Required action. Read the records beneath this task and copy every line that contains the string "DijkstraRouter".

################

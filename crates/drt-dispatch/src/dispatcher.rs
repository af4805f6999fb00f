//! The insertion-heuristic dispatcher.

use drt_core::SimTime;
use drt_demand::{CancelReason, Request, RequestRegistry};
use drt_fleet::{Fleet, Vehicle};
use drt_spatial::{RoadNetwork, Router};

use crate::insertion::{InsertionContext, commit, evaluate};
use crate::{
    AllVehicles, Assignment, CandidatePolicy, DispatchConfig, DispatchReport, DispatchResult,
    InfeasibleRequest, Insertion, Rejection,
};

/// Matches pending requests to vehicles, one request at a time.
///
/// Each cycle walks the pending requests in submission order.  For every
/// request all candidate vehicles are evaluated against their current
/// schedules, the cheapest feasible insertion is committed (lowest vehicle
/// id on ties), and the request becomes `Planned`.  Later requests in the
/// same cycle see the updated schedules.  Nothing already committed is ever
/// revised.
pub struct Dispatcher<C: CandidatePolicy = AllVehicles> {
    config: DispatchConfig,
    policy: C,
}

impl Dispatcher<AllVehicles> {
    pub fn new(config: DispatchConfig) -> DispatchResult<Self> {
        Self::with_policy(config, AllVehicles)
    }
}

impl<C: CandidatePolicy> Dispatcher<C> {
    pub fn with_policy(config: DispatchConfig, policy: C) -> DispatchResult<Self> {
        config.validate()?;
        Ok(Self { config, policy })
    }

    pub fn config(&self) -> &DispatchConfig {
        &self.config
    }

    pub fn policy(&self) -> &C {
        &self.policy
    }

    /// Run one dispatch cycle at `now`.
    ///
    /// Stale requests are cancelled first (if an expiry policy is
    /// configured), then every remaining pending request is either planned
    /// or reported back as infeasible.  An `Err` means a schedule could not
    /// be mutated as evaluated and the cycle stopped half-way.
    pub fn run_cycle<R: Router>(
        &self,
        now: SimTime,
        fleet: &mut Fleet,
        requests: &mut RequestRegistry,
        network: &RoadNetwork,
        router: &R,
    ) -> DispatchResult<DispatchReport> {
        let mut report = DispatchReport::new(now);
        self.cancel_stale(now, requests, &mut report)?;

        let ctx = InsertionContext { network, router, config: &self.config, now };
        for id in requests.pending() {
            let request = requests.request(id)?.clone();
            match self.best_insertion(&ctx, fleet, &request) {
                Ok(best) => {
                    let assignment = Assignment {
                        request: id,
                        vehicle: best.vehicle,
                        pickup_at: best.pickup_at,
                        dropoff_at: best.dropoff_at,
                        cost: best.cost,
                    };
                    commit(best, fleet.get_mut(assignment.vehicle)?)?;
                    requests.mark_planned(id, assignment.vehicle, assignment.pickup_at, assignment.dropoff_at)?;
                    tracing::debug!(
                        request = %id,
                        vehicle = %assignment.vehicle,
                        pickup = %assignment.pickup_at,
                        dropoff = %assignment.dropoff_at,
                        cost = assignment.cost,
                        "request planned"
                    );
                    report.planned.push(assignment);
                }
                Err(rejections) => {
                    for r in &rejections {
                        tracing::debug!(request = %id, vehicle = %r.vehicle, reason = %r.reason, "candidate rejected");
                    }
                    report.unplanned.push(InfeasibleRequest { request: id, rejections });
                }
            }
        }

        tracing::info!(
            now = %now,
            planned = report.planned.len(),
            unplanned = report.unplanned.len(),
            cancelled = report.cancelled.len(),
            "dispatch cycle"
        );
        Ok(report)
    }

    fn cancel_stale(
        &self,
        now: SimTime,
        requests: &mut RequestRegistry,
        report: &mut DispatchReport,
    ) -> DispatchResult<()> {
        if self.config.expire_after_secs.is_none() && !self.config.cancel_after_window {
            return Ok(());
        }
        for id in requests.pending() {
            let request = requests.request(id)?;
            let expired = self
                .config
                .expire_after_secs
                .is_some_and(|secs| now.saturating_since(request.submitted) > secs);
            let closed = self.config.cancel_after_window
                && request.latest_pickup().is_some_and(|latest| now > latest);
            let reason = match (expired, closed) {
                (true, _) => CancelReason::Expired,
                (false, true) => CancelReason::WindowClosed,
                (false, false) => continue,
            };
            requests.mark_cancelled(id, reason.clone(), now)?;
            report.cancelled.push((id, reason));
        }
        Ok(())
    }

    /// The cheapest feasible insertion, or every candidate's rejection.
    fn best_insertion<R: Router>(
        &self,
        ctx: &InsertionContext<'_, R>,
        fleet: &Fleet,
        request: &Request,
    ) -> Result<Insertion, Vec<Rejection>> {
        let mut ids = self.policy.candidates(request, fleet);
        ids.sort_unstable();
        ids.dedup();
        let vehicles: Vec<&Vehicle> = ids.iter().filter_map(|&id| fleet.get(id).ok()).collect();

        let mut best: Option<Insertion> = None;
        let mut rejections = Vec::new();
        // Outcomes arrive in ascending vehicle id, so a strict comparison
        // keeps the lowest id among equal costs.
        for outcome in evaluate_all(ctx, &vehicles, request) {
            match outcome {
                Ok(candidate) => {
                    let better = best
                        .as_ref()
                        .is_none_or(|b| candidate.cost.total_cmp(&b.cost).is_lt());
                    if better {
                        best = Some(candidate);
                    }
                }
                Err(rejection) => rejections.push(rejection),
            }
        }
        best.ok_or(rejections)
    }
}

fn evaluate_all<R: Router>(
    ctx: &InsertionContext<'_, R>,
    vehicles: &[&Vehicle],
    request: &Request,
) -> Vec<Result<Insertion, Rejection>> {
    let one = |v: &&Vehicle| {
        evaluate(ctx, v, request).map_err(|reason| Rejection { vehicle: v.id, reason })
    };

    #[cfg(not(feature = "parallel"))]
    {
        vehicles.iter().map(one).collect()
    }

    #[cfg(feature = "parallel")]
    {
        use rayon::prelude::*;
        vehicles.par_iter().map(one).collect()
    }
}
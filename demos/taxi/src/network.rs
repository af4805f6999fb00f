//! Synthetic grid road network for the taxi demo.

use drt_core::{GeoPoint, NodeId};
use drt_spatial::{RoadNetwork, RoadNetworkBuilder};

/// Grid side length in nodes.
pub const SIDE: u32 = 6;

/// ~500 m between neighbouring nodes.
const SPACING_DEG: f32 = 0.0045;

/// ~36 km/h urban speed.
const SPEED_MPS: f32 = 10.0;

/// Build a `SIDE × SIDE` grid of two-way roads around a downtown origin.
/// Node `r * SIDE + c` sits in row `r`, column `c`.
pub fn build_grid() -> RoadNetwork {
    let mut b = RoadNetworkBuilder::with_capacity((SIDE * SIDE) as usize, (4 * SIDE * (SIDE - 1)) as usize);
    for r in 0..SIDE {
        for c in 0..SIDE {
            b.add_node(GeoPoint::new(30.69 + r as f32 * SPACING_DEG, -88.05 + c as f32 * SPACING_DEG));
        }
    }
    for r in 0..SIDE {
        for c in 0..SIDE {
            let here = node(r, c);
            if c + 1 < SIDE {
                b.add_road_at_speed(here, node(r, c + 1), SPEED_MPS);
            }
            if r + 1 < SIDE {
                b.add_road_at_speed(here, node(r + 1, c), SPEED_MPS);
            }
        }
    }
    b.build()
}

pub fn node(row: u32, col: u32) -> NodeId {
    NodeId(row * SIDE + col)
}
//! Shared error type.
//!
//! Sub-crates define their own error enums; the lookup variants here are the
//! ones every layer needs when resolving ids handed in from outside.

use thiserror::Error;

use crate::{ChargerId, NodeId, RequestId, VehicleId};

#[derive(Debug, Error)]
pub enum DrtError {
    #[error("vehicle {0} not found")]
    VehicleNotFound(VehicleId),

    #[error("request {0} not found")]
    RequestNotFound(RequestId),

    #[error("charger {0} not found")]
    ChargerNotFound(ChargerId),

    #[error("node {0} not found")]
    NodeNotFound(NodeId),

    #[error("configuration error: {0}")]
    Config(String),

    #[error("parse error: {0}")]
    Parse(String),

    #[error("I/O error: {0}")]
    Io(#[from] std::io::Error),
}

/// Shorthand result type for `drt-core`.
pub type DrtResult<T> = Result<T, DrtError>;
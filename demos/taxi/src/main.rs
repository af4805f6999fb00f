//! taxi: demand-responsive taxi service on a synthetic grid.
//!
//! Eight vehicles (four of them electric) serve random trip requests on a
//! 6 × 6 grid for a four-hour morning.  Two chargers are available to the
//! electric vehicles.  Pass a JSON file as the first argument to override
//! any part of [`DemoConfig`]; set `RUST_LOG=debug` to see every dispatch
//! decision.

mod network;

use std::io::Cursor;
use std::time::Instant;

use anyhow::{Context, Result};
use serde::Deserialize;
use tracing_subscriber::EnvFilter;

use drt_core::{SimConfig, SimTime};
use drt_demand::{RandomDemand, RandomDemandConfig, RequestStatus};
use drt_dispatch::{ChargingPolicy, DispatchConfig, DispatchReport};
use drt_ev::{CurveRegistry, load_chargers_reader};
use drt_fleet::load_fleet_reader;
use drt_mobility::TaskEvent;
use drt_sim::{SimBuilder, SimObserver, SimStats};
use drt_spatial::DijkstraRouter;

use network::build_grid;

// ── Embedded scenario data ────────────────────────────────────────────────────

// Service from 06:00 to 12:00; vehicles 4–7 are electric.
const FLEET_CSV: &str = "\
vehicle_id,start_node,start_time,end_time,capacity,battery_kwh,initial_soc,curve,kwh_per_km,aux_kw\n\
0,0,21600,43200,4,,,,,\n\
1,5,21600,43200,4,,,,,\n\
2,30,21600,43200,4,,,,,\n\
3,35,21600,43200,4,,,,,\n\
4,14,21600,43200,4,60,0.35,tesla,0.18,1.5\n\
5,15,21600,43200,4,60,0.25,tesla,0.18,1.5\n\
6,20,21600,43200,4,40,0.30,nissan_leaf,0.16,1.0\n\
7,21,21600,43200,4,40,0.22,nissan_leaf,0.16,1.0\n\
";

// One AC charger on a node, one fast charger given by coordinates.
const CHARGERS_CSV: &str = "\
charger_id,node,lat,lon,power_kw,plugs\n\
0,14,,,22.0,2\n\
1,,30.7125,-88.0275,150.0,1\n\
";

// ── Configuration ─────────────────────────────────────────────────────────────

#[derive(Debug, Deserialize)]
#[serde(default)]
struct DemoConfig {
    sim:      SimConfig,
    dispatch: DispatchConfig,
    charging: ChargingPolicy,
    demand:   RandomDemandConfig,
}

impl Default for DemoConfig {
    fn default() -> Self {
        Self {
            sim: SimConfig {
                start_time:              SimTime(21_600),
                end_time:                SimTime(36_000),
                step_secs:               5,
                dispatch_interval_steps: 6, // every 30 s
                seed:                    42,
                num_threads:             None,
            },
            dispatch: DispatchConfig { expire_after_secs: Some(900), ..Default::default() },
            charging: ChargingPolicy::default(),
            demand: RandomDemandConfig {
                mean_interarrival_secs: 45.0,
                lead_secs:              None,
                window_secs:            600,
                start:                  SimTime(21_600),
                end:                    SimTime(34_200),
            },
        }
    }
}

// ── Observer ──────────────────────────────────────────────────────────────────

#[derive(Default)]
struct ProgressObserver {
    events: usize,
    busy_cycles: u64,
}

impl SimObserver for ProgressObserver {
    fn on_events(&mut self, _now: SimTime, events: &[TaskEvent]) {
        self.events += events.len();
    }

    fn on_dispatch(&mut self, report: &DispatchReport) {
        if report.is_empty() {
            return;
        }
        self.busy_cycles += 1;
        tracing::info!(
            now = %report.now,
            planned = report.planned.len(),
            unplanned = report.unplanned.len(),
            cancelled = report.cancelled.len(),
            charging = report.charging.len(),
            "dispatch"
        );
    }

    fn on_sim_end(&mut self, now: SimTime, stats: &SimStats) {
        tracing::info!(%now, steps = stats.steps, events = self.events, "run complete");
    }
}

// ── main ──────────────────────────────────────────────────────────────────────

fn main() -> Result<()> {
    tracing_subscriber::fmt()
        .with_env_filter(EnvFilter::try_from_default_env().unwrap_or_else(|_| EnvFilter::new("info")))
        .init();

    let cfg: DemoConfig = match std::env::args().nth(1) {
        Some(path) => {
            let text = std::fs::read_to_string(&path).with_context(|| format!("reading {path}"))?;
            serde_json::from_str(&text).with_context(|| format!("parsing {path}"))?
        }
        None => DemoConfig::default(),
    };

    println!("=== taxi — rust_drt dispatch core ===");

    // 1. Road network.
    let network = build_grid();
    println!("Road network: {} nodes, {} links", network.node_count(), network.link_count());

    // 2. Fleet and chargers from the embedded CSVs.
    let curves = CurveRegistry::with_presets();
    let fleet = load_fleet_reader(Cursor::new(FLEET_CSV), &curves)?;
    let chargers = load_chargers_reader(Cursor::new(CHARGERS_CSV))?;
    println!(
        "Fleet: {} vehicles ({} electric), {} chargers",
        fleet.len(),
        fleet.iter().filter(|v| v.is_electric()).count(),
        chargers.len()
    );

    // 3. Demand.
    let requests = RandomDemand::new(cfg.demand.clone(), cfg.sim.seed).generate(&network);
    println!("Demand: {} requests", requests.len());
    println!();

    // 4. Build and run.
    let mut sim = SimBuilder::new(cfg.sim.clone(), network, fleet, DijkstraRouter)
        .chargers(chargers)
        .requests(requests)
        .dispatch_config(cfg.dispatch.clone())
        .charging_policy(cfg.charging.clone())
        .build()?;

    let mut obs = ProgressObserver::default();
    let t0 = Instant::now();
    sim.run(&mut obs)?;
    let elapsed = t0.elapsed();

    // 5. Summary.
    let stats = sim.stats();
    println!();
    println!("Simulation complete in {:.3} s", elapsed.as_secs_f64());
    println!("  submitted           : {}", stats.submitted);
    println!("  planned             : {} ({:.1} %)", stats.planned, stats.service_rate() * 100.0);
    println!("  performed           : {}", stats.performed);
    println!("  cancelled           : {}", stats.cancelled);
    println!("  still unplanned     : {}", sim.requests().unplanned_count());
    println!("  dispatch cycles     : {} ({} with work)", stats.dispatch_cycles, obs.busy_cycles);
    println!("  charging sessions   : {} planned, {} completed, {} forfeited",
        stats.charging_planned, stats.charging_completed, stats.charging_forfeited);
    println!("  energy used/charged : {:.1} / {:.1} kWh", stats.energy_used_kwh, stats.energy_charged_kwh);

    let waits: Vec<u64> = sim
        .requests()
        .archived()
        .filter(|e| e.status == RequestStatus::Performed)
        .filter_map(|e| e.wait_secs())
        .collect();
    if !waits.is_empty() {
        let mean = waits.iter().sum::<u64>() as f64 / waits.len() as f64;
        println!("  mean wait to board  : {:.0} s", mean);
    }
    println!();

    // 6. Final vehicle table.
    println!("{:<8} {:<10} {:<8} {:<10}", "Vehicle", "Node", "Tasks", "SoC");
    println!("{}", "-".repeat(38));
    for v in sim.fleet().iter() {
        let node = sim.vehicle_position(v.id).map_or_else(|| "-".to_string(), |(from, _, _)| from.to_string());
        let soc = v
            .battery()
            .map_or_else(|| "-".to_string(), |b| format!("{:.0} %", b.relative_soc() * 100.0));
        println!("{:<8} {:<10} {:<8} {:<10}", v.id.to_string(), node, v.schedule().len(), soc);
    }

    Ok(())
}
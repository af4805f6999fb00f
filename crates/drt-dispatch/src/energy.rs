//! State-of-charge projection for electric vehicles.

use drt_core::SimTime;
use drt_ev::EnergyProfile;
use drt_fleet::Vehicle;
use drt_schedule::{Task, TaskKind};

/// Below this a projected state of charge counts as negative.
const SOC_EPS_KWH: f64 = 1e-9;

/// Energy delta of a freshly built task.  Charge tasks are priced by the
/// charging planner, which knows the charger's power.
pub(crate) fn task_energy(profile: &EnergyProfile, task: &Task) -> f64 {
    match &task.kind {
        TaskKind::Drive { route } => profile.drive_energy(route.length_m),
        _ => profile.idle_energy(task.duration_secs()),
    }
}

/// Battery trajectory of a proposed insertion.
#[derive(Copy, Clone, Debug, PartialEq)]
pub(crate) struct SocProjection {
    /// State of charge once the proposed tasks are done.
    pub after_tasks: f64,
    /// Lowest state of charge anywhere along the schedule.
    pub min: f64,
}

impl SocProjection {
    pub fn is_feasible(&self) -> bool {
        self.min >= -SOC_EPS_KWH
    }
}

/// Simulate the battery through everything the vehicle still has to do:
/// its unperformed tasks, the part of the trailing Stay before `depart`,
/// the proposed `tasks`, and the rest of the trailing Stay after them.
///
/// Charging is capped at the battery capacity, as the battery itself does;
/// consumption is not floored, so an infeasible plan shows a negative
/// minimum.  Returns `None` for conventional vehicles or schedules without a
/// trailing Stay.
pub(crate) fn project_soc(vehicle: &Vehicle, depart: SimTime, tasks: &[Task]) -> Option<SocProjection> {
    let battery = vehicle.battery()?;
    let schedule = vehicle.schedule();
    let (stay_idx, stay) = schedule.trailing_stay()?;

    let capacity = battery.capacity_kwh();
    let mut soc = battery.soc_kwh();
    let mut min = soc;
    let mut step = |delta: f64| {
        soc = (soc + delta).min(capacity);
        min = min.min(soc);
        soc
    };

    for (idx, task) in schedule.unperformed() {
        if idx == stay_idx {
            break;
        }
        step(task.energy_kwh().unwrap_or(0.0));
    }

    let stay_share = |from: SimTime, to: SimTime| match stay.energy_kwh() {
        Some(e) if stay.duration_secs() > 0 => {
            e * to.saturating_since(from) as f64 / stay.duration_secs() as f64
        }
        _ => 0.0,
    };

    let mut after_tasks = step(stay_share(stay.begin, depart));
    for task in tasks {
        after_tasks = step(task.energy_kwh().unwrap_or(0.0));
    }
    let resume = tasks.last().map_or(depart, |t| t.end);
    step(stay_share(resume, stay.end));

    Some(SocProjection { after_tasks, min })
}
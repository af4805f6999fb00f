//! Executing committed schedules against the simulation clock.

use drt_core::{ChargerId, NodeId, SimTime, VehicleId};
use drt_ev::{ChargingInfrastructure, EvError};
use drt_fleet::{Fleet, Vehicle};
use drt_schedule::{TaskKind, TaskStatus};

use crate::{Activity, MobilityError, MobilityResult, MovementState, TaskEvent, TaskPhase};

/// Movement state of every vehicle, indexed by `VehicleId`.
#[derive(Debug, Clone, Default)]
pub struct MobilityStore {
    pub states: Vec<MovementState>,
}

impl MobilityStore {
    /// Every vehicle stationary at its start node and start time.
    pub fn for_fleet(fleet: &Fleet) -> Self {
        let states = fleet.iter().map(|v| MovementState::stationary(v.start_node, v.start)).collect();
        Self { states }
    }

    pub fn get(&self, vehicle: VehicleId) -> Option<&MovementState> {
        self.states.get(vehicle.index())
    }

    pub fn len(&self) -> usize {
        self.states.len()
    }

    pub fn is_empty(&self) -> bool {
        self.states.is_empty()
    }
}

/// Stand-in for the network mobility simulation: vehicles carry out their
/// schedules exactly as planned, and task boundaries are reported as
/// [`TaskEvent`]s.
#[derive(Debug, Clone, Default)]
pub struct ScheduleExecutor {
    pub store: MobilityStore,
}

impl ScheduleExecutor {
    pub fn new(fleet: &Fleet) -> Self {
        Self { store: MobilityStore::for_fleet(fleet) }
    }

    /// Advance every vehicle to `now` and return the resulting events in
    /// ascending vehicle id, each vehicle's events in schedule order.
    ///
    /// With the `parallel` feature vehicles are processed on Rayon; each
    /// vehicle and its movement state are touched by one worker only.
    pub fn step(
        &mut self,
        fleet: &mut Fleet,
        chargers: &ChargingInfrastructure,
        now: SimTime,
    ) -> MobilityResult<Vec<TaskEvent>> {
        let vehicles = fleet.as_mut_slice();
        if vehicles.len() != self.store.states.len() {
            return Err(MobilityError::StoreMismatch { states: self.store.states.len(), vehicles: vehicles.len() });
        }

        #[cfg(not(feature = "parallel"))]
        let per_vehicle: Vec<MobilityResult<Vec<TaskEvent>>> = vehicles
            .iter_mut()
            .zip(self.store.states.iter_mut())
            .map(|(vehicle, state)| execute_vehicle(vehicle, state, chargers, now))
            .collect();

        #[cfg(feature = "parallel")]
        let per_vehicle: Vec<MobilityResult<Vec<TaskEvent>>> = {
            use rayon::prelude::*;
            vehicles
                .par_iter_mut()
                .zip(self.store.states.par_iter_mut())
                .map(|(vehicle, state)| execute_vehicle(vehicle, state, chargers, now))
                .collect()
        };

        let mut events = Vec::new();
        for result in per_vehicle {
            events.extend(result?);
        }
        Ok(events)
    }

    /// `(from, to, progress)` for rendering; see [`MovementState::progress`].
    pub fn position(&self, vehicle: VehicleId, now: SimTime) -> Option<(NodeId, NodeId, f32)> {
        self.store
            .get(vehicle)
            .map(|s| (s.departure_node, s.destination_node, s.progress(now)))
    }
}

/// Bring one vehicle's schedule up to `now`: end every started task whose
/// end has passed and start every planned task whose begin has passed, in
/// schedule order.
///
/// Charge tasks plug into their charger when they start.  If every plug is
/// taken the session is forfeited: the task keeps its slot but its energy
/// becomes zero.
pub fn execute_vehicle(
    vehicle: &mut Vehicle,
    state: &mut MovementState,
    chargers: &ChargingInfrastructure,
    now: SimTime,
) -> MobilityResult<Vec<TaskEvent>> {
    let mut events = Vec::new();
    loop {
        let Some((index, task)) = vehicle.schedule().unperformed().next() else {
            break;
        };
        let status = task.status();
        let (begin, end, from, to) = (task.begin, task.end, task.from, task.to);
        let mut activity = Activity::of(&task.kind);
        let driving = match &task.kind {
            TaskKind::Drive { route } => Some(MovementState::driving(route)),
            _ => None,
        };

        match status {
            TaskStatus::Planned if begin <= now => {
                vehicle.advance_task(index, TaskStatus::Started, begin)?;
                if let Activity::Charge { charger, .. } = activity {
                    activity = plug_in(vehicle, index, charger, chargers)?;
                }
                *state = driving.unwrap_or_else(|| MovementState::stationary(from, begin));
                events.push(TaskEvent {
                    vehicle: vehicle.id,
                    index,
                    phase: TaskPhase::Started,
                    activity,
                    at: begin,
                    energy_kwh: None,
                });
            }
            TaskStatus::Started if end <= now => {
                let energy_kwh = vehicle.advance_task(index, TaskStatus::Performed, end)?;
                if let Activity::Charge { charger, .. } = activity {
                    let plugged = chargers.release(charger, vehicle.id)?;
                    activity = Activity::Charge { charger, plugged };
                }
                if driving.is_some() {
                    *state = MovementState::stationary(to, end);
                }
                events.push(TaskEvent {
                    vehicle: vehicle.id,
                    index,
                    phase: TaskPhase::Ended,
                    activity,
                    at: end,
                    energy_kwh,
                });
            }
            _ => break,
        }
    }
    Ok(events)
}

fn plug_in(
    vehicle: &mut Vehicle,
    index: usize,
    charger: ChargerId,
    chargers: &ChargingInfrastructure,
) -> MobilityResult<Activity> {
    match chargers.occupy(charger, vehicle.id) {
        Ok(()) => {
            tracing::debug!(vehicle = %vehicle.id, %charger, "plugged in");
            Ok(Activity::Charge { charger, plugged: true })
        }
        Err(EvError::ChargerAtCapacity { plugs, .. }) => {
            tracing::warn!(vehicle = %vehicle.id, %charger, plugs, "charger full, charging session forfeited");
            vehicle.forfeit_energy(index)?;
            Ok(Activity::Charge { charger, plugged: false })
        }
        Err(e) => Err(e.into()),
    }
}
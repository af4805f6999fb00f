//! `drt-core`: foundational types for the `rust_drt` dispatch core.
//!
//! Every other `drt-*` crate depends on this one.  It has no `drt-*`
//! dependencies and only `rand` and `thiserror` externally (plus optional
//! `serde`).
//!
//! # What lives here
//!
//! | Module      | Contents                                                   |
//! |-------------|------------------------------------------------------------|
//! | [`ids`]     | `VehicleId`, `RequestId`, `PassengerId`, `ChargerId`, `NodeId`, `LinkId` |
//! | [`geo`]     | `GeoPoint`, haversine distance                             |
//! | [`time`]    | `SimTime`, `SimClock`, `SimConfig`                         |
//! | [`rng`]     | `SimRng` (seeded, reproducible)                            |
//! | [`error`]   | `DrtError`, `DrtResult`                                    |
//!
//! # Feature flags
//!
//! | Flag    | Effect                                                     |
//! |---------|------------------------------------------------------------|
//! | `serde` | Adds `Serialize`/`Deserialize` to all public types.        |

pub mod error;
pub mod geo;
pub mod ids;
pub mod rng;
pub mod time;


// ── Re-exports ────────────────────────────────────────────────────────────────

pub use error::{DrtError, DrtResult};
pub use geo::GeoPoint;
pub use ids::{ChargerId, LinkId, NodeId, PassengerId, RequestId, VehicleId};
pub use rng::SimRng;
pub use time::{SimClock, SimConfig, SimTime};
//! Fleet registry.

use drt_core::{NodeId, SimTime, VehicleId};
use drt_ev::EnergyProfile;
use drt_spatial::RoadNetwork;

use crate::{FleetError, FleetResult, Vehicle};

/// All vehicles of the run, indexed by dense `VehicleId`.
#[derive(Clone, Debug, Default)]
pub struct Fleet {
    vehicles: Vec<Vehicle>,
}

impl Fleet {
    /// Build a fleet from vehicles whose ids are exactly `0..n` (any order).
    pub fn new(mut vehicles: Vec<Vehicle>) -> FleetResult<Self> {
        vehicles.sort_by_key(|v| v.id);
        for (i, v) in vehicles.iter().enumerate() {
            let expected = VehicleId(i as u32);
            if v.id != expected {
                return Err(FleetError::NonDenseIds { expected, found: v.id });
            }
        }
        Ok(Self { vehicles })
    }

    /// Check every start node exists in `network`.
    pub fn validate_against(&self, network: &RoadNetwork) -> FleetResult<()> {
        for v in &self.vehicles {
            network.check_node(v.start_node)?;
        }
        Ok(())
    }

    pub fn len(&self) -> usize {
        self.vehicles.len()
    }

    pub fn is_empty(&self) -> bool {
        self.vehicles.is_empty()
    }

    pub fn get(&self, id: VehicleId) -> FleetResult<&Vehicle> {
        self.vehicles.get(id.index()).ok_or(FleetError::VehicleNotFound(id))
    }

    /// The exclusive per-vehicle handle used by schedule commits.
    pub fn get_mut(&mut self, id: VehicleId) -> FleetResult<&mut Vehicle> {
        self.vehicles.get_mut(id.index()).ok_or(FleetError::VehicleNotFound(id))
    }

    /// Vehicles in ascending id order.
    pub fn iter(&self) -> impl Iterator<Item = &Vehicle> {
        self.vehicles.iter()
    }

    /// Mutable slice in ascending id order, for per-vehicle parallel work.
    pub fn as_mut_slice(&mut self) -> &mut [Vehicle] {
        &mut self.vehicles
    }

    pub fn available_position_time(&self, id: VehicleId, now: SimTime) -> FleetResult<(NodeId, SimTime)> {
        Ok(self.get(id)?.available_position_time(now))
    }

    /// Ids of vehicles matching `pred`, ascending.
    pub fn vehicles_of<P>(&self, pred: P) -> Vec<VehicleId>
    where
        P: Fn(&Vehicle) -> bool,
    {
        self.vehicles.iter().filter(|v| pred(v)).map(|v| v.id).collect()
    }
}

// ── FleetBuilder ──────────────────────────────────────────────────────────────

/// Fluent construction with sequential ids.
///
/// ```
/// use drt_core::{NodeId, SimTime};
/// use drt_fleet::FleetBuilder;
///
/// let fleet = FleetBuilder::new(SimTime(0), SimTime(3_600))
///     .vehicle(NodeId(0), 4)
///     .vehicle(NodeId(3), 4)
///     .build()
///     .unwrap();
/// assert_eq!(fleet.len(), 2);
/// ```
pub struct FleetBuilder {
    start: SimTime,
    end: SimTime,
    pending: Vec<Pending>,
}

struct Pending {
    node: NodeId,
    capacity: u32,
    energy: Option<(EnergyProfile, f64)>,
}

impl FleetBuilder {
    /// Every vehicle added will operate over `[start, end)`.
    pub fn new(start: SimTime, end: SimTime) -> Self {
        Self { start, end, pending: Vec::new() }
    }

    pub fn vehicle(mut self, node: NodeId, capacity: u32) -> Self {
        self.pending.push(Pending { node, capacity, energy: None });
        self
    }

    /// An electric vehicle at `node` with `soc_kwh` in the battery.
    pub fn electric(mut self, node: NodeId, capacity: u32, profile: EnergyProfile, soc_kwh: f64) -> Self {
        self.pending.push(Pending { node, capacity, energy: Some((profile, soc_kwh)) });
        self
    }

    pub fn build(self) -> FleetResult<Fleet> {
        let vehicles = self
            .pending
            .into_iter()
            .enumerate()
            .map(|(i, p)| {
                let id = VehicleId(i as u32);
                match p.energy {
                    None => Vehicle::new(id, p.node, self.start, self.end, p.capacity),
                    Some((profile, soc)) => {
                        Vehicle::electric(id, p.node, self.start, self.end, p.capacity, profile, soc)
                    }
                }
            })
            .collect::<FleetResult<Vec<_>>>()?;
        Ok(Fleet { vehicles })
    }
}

################

Task response.
use drt_spatial::DijkstraRouter;
    let mut sim = SimBuilder::new(cfg.sim.clone(), network, fleet, DijkstraRouter)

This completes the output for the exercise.